Retraction Buzz Starts Around NEJM Article On PM 2.5 Air Pollution and Mortality

By Hank Campbell — Jul 05, 2017
Junkscience.com has informed the New England Journal of Medicine that it may have been the victim of scientific misconduct regarding a paper recently published on air pollution and mortality. The contention was that material information was omitted from the work.

Steve Milloy, who runs the website Junkscience.com, is first out of the gate telling the New England Journal of Medicine that they may have been victims of scientific misconduct on the part of the authors behind “Air Pollution and Mortality in the Medicare Population” and the accompanying editorial “Air Pollution Still Kills” in the June 29th, 2017 issue.

Milloy's contention is that omission of material information is scientific misconduct. He writes to editor-in-chief Dr. Jeffrey M. Drazen that according to the standards for scientific misconduct applicable to studies funded by the Department of Health and Human Services established in 42 CFR Part 93 ⎯ Public Health Service Policies On Research Misconduct, “research misconduct” means: 

... fabrication, falsification, or plagiarism in proposing, performing or reviewing research or in reporting research results.

(a) Fabrication is making up data or results and recording or reporting them.

(b) Falsification is manipulation research materials, equipment or processes or changing or omitting data or results such that the research is not accurately represented in the research record. [Emphasis added]

What omission? Quite a bit, actually. Namely, solid evidence that rendered the claims in the article and editorial about air pollution and mortality irrelevant.
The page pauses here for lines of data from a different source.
//! Explicit session lifecycle.
//!
//! A [`SyncSession`] owns one state store, one notification slot, one
//! connection task, and one command gateway. Nothing is global: the
//! rendering layer receives the session (or clones of its store and
//! gateway) and the session ends with [`SyncSession::teardown`].

use citypulse_types::ConnectionState;

use crate::config::SyncConfig;
use crate::dispatcher::Dispatcher;
use crate::error::{DispatchError, SyncError};
use crate::gateway::CommandGateway;
use crate::manager::ConnectionManager;
use crate::notification::NotificationCenter;
use crate::store::StateStore;

/// One client session against one simulation server.
#[derive(Debug)]
pub struct SyncSession {
    store: StateStore,
    notifications: NotificationCenter,
    gateway: CommandGateway,
    manager: ConnectionManager,
}

impl SyncSession {
    /// Build a session with the standard slice handlers.
    ///
    /// The connection starts `Idle`; call [`connect`](Self::connect) to
    /// open it. Must be called from within a tokio runtime.
    ///
    /// # Errors
    ///
    /// Returns [`SyncError::HttpClient`] if the command client cannot be
    /// built.
    pub fn init(config: &SyncConfig) -> Result<Self, SyncError> {
        Self::init_with(config, |_| Ok(()))
    }

    /// Build a session, letting `extra` register handlers for types the
    /// store does not consume (for example `pong`).
    ///
    /// # Errors
    ///
    /// Returns [`SyncError::Dispatch`] if `extra` fails or registers a
    /// type the store already handles, or [`SyncError::HttpClient`] if the
    /// command client cannot be built.
    pub fn init_with<F>(config: &SyncConfig, extra: F) -> Result<Self, SyncError>
    where
        F: FnOnce(&mut Dispatcher) -> Result<(), DispatchError>,
    {
        let store = StateStore::new();
        let notifications = NotificationCenter::new(config.notifications.display_duration());

        let mut dispatcher = Dispatcher::new();
        store.install_handlers(&mut dispatcher, &notifications)?;
        extra(&mut dispatcher)?;

        let gateway = CommandGateway::new(
            &config.server,
            &config.commands,
            store.clone(),
            notifications.clone(),
        )?;
        let manager = ConnectionManager::spawn(
            config.server.ws_url.clone(),
            &config.connection,
            dispatcher,
            store.clone(),
            notifications.clone(),
        );

        tracing::info!(
            ws_url = %config.server.ws_url,
            api_url = %config.server.api_url,
            "sync session initialized"
        );

        Ok(Self {
            store,
            notifications,
            gateway,
            manager,
        })
    }

    /// State slices for the rendering layer.
    pub const fn store(&self) -> &StateStore {
        &self.store
    }

    /// The notification slot.
    pub const fn notifications(&self) -> &NotificationCenter {
        &self.notifications
    }

    /// The command gateway. Clone it to issue commands from other tasks.
    pub const fn gateway(&self) -> &CommandGateway {
        &self.gateway
    }

    /// Current connection state.
    pub fn connection_state(&self) -> ConnectionState {
        self.manager.state()
    }

    /// Open (or reopen after `Failed`) the real-time channel.
    ///
    /// # Errors
    ///
    /// Returns [`SyncError::ManagerStopped`] if the connection task exited.
    pub fn connect(&self) -> Result<(), SyncError> {
        self.manager.connect()
    }

    /// Close the real-time channel and cancel pending reconnects.
    ///
    /// # Errors
    ///
    /// Returns [`SyncError::ManagerStopped`] if the connection task exited.
    pub fn disconnect(&self) -> Result<(), SyncError> {
        self.manager.disconnect()
    }

    /// End the session: stop the connection task and cancel the pending
    /// notification hide.
    pub async fn teardown(self) {
        self.manager.shutdown().await;
        self.notifications.shutdown();
        tracing::info!("sync session torn down");
    }
}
  • Young S. et al., "Air Quality and Acute Deaths in California", Regul Toxicol Pharmacol, https://doi.org/10.1016/j.yrtph.2017.06.003.  “Neither PM2.5 nor ozone added appreciably to the prediction of daily deaths. These results call into question the widespread belief that association between air quality and acute deaths is causal/near-universal.” Although this study became available at Regulatory Toxicology and Pharmacology in June 2017, it was on Cornell University’s arXiv.org web site as far back as February 10, 2015 (https://arxiv.org/abs/1502.03062) and was presented at a poster session at the 2016 annual meeting of the Health Effects Institute (HEI).  

    HEI is one of the funders of the NEJM study and so they certainly knew about this contradictory evidence.

  • Enstrom J., "Fine Particulate Matter and Total Mortality in Cancer Prevention Study Cohort Reanalysis", Dose-Response, http://journals.sagepub.com/doi/10.1177/1559325817693345. (Published March 28, 2017). “No significant relationship between PM2.5 and total mortality in the CPS II cohort was found when the best available PM2.5 data were used.”

    The study was published three months ahead of the NEJM study and Dr. Drazen had personally rejected the paper for NEJM on June 28, 2016. Yet he then went on to approve a paper that pretended contradictory evidence did not exist, Milloy notes.

  • Greven S. et al., "An Approach to the Estimation of Chronic Air Pollution Effects Using Spatio-Temporal Information", Journal of the American Statistical Associationhttp://amstat.tandfonline.com/doi/abs/10.1198/jasa.2011.ap09392. Published January 12, 2012. “[W]e are not able to demonstrate any change in life expectancy for a reduction in PM2.5.”

    One of the co-authors of that study, Francesca Dominici, is also a co-author on the NEJM study. He doesn't even seem to recall he debunked his new paper with an old one.

As readers of the American Council on Science and Health know by now, epidemiology is statistical and does not establish causation. Despite that, EPA has developed a worrisome habit of embracing epidemiology as being some kind of super-science above toxicology and biology, assuming the epidemiologic results are valid and they will discover a biological mechanism later. It's terrible methodology but explains a lot of EPA behavior over the last decade.

EPA conceded that point in litigation involving PM2.5:

[E]pidemiological studies do not generally provide direct evidence of causation; instead they indicate the existence or absence of a statistical relationship. Large population studies cannot assess the biological mechanisms that could explain how inhaling [PM2.5] can cause illness or death in susceptible individuals.

So why would a magazine just publish a claim that even EPA, beset by zeal to make the perfect the enemy of the good by continuing to declare more things in the air necessary to ban, can't show is harmful? As Milloy writes, if PM2.5 kills, then it kills everywhere, in the same way, and all the time, and every study result should either be consistent with that hypothesis or be explained away as flawed or faulty.

Instead of killing everywhere, there is no evidence of it ever causing acute deaths anywhere.